Mas nós não somos obrigados a enfiar a cabeça no velho testamento. Há outras referências a serem observadas. Lilith existe em vários textos mitológicos ou religiosos, como o Talmude Mesopotâmico e o Alfabeto Ben Sira. Consideremos um texto trazido dessa obra escrita por Jesus Ben Sira, por volta de 130AC:
“Logo depois, o jovem filho do rei adoeceu, disse Nabucodonosor a Ben Sira: ‘Cure o meu filho. Se não o fizer, eu vou te matar.’
Ben Sira imediatamente se sentou e escreveu um amuleto com o Santo Nome, e ele inscreveu nele os anjos encarregados da medicina por seus
nomes, formas e imagens, e por suas asas, mãos e pés.
Nabucodonosor olhou para o amuleto e perguntou a Ben Sira: “Quem são estes?”
Ben Sira respondeu: ‘Estes são os anjos que estão encarregados da medicina: Snvi, Snsvi e Smnglof.
Depois que Deus criou Adão, que estava sozinho, Ele disse: Não é bom para o homem ficar só’
Ele então criou uma mulher para Adão, da terra, como Ele próprio criou Adão, e a chamou de Lilith. No entanto, Adão e Lilith começaram a discutir:
Ela disse: ‘Não vou deitar embaixo’, e ele disse: ‘Não vou deitar embaixo de você, mas apenas em cima. Pois você só serve para ficar na posição inferior, enquanto eu estou na posição superior. ‘Lilith respondeu: ‘Somos iguais um ao outro, visto que ambos fomos criados da terra.’

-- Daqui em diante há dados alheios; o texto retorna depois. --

use std::collections::HashMap;
use std::sync::{Arc, Mutex, MutexGuard};

use crate::storage::KeyValueStorage;

/// In-memory KeyValueStorage for testing and native fallback.
///
/// Clones share the same map, so a test can keep a handle to a scope that
/// has been moved into a [`crate::SessionStore`] and inspect it afterwards.
#[derive(Clone, Debug, Default)]
pub struct MemoryStorage {
    items: Arc<Mutex<HashMap<String, String>>>,
}

impl MemoryStorage {
    pub fn new() -> Self {
        Self::default()
    }

    /// Seed a storage with existing entries.
    pub fn with_items<'a>(items: impl IntoIterator<Item = (&'a str, &'a str)>) -> Self {
        let storage = Self::new();
        for (key, value) in items {
            storage.set_item(key, value);
        }
        storage
    }

    pub fn len(&self) -> usize {
        self.items().len()
    }

    pub fn is_empty(&self) -> bool {
        self.items().is_empty()
    }

    fn items(&self) -> MutexGuard<'_, HashMap<String, String>> {
        self.items.lock().unwrap_or_else(|poisoned| poisoned.into_inner())
    }
}

impl KeyValueStorage for MemoryStorage {
    fn get_item(&self, key: &str) -> Option<String> {
        self.items().get(key).cloned()
    }

    fn set_item(&self, key: &str, value: &str) {
        self.items().insert(key.to_string(), value.to_string());
    }

    fn remove_item(&self, key: &str) {
        self.items().remove(key);
    }
}

#[cfg(test)]
mod tests {
    use super::*;

    #[test]
    fn test_clones_share_items() {
        let storage = MemoryStorage::new();
        let handle = storage.clone();

        storage.set_item("token", "abc");
        assert_eq!(handle.get_item("token"), Some("abc".to_string()));

        handle.remove_item("token");
        assert!(storage.get_item("token").is_none());
        assert!(storage.is_empty());
    }

    #[test]
    fn test_with_items_seeds_storage() {
        let storage = MemoryStorage::with_items([("a", "1"), ("b", "2")]);
        assert_eq!(storage.len(), 2);
        assert_eq!(storage.get_item("b"), Some("2".to_string()));
    }
}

Mas eles não quiseram ouvir um ao outro.
Quando Lilith viu isso, ela pronunciou o Nome Inefável e voou pelos ares.
Adão orou diante de seu Criador: ‘Soberano do universo!’ ele disse, ‘a mulher que você me deu fugiu.’
Imediatamente, o Santo, bendito seja Ele, enviou esses três anjos, Snvi, Snsvi e Smnglof, para trazê-la de volta.

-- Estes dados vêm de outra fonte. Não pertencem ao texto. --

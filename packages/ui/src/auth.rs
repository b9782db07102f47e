//! Session context and hooks for the UI.

use std::rc::Rc;

use api::ClientConfig;
use dioxus::prelude::*;

use crate::repo::{make_client, open_session, AppClient, AppSession};

/// Get the session opened by [`SessionProvider`].
pub fn use_session() -> AppSession {
    use_context::<AppSession>()
}

/// Get the HTTP client bound to the session, if it could be built.
pub fn use_api() -> Option<Rc<AppClient>> {
    use_context::<Option<Rc<AppClient>>>()
}

/// Signal bumped after every session change, including the sign-out forced by
/// an expired token, so components reading the session re-render.
pub fn use_session_revision() -> Signal<u64> {
    use_context::<Signal<u64>>()
}

/// Provider component that opens the session and the client once.
/// Wrap your app with this component.
#[component]
pub fn SessionProvider(config: ClientConfig, children: Element) -> Element {
    let revision = use_signal(|| 0u64);
    use_context_provider(|| revision);
    let session = use_context_provider(move || {
        let session = open_session();
        session.subscribe(move || {
            let mut revision = revision;
            *revision.write() += 1;
        });
        session
    });
    use_context_provider(move || match make_client(&config, session) {
        Ok(client) => Some(Rc::new(client)),
        Err(e) => {
            tracing::error!(error = %e, "failed to build HTTP client");
            None
        }
    });

    rsx! {
        {children}
    }
}

/// Button to log out the current user.
#[component]
pub fn LogoutButton(
    #[props(default = "Logout".to_string())] label: String,
    #[props(default = "".to_string())] class: String,
) -> Element {
    let session = use_session();

    let onclick = move |_| {
        session.logout();
        tracing::debug!("signed out");
    };

    rsx! {
        button {
            class: "{class}",
            onclick: onclick,
            "{label}"
        }
    }
}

Disse o Santo a Adão: ‘Se ela concordar em voltar, ótimo. Do contrário, ela deve permitir que cem de seus filhos morram todos os dias.’
Os anjos deixaram Deus e perseguiram Lilith, a quem alcançaram no meio do mar, nas poderosas águas em que os egípcios estavam destinados a se afogar.

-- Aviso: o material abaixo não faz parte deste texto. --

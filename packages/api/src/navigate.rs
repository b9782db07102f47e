//! Hard navigation, used to send the user to the login page.

/// Performs a full-page navigation to `path`.
pub trait Navigator {
    fn navigate(&self, path: &str);
}

/// Sets `window.location.href` in the browser. Elsewhere there is no page to
/// leave, so the request is only logged.
#[derive(Clone, Copy, Debug, Default)]
pub struct BrowserNavigator;

impl Navigator for BrowserNavigator {
    fn navigate(&self, path: &str) {
        #[cfg(target_arch = "wasm32")]
        {
            let Some(window) = web_sys::window() else {
                tracing::warn!(path, "no window to navigate");
                return;
            };
            if let Err(e) = window.location().set_href(path) {
                tracing::error!(path, error = ?e, "navigation failed");
            }
        }
        #[cfg(not(target_arch = "wasm32"))]
        {
            tracing::warn!(path, "navigation requested outside the browser");
        }
    }
}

Disseram-lhe a palavra de Deus, mas ela não quis voltar. Os anjos disseram: ‘Nós afogaremos você no mar.’
‘Deixai-me!’ ela disse. ‘Eu fui criada apenas para causar doenças aos bebês. Se o bebê for do sexo masculino, eu tenho domínio sobre ele
por oito dias após seu nascimento, e se feminino, por vinte dias.’
Quando os anjos ouviram as palavras de Lilith, eles insistiram para que ela voltasse. Mas ela jurou-lhes pelo nome do Deus vivo e eterno: ‘Sempre que eu ver você ou seus nomes ou suas formas em um amuleto, não terei poder sobre aquela criança.’
Lilith também concordou que cem de seus filhos morressem todos os dias.
Assim, todos os dias cem demônios morrem e, pelo mesmo motivo,
escrevemos os nomes dos anjos nos amuletos das crianças.
Quando Lilith vê seus nomes, ela se lembra do seu juramento, e a criança se recupera. Fim do relato de Lilith conforme consta no Alfabeto de Ben Sira.
Referência:
1. Stern, David and Mirsky, Mark Jay. Rabbinic Fantasies: Imaginative Narratives from Classical Hebrew Literature (Yale Judaica Series). Philadelphia, Jewish Publication Society, 1990. Pp. 183-184.
Jesus Ben-Sira foi um dos grandes escribas eclesiásticos. Foi um dos mais importantes escritores da literatura bíblica judaica. Hoje em dia, quase toda a referência a Lilith desapareceu das práticas oficiais judaicas e cristãs. Só porque queria fazer sexo pelo lado de cima, Lilith foi expulsa, descasada, amaldiçoada pelo Senhor. Os eruditos religiosos gastam toda sua dialética para essa limpeza étnica em favor do queridinho da Criação. Essa preferência de Deus por Adão, a ponto de recriar uma tal de “ajudadora” e ainda “idônea” é muito, muito chauvinista.
Nem Jesus, que preferiu Maria Madalena frente aos outros apóstolos, conseguiu atenuar os problemas de seu Pai.